*WORK INSTRUCTION:* Wherever the line with "for string-like values." sits in the listing below, transcribe from it up to and including the line with "self.len == 0", exactly, and leave the remaining lines out.

*INPUT DATA:*
++++++++++++++++++++

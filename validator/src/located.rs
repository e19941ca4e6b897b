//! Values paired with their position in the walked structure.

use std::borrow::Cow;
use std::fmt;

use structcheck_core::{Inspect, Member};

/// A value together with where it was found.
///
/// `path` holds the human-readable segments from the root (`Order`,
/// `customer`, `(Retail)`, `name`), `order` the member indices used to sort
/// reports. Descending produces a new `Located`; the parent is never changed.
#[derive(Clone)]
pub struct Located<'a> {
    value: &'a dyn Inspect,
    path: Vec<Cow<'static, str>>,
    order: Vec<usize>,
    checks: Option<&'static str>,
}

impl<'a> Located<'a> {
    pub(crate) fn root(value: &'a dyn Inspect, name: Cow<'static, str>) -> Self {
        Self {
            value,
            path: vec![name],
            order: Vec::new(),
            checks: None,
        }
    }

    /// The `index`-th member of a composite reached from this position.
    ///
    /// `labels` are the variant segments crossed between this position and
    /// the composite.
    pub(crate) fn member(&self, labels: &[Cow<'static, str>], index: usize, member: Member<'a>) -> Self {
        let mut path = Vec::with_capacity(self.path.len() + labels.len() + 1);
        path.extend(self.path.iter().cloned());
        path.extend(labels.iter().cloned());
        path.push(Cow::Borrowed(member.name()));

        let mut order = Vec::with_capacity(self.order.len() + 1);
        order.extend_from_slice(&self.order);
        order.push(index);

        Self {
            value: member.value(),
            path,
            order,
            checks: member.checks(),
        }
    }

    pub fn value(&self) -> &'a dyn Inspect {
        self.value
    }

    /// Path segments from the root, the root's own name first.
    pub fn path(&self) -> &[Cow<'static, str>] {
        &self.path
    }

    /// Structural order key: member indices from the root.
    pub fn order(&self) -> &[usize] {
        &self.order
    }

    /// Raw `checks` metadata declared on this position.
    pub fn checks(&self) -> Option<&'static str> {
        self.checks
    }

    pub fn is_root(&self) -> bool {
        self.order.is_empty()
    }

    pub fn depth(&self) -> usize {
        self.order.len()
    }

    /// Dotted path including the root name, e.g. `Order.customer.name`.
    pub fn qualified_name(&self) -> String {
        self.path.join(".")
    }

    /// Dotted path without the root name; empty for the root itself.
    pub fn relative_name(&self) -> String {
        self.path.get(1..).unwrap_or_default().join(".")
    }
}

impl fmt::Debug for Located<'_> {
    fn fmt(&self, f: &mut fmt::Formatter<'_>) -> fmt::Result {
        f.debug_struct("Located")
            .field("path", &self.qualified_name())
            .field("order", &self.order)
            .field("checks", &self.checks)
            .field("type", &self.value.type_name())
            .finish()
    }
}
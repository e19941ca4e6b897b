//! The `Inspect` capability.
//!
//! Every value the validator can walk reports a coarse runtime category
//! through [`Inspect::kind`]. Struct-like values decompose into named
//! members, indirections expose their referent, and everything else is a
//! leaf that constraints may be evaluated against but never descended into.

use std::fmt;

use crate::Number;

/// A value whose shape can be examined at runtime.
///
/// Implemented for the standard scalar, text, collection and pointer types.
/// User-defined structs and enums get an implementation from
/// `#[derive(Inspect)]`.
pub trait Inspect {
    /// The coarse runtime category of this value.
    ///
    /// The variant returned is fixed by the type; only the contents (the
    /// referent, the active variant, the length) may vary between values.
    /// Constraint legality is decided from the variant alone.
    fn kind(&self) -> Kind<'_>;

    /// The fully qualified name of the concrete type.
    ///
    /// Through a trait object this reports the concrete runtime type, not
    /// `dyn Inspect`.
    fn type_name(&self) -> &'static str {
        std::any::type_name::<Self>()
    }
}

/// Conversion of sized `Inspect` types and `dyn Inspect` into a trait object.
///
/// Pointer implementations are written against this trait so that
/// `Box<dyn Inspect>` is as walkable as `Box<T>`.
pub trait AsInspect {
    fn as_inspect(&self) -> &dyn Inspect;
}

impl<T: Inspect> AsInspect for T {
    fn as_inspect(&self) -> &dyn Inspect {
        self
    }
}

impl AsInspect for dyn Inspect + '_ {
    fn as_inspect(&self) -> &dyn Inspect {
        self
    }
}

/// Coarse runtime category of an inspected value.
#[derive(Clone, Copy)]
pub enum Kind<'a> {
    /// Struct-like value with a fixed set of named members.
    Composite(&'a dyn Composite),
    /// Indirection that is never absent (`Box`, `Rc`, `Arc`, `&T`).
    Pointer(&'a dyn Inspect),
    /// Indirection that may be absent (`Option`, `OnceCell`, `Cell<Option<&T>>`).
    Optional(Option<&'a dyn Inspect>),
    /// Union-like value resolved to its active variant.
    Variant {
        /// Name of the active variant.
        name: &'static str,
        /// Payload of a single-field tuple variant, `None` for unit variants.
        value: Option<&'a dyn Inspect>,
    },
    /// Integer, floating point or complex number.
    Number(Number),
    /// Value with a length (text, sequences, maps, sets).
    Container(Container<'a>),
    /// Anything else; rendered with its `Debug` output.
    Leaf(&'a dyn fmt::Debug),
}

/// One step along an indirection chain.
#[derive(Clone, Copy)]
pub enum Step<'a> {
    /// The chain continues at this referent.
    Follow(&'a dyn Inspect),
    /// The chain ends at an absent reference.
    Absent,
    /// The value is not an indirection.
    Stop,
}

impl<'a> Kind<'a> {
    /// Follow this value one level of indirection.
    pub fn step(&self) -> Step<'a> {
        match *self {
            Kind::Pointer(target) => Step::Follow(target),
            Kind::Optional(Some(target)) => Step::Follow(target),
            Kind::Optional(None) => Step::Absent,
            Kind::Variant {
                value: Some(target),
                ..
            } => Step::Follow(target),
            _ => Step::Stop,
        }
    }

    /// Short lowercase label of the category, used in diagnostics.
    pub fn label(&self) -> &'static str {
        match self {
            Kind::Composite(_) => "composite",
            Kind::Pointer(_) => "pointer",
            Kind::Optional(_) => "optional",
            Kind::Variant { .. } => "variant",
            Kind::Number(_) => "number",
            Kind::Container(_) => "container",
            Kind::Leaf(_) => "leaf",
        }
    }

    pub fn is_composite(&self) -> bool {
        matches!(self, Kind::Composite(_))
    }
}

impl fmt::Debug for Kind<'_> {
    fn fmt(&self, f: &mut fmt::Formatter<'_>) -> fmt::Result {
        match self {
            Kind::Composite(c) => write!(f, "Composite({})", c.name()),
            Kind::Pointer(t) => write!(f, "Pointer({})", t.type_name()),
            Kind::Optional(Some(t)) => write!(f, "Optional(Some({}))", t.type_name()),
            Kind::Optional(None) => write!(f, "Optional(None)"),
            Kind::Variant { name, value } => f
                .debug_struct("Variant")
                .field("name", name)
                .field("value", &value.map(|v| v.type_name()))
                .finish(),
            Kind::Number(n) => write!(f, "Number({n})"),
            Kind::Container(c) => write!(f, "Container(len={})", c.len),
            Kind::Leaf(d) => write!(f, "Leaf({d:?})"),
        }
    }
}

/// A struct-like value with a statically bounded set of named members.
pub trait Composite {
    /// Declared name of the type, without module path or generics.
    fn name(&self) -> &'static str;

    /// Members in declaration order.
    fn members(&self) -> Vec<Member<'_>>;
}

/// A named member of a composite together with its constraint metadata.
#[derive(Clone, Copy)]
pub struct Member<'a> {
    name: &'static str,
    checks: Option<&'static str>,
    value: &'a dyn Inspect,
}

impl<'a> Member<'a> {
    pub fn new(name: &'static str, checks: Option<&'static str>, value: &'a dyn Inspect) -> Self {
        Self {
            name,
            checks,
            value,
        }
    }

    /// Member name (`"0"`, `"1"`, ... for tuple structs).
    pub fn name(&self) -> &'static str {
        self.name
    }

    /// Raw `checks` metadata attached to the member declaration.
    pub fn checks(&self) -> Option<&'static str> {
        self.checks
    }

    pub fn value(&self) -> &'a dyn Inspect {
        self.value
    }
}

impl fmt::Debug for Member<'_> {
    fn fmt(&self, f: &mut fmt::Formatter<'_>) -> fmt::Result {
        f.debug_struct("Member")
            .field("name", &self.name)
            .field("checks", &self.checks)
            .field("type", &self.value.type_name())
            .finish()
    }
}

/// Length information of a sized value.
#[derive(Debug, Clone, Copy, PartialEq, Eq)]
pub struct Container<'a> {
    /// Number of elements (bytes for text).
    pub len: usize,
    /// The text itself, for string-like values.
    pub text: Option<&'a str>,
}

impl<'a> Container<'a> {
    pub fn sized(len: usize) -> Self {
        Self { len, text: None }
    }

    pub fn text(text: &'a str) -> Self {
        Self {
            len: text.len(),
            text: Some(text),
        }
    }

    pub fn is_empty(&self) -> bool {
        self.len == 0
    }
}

++++++++++++++++++++

*RESPONSE:*
    /// The text itself, for string-like values.
    pub text: Option<&'a str>,
}

impl<'a> Container<'a> {
    pub fn sized(len: usize) -> Self {
        Self { len, text: None }
    }

    pub fn text(text: &'a str) -> Self {
        Self {
            len: text.len(),
            text: Some(text),
        }
    }

    pub fn is_empty(&self) -> bool {
        self.len == 0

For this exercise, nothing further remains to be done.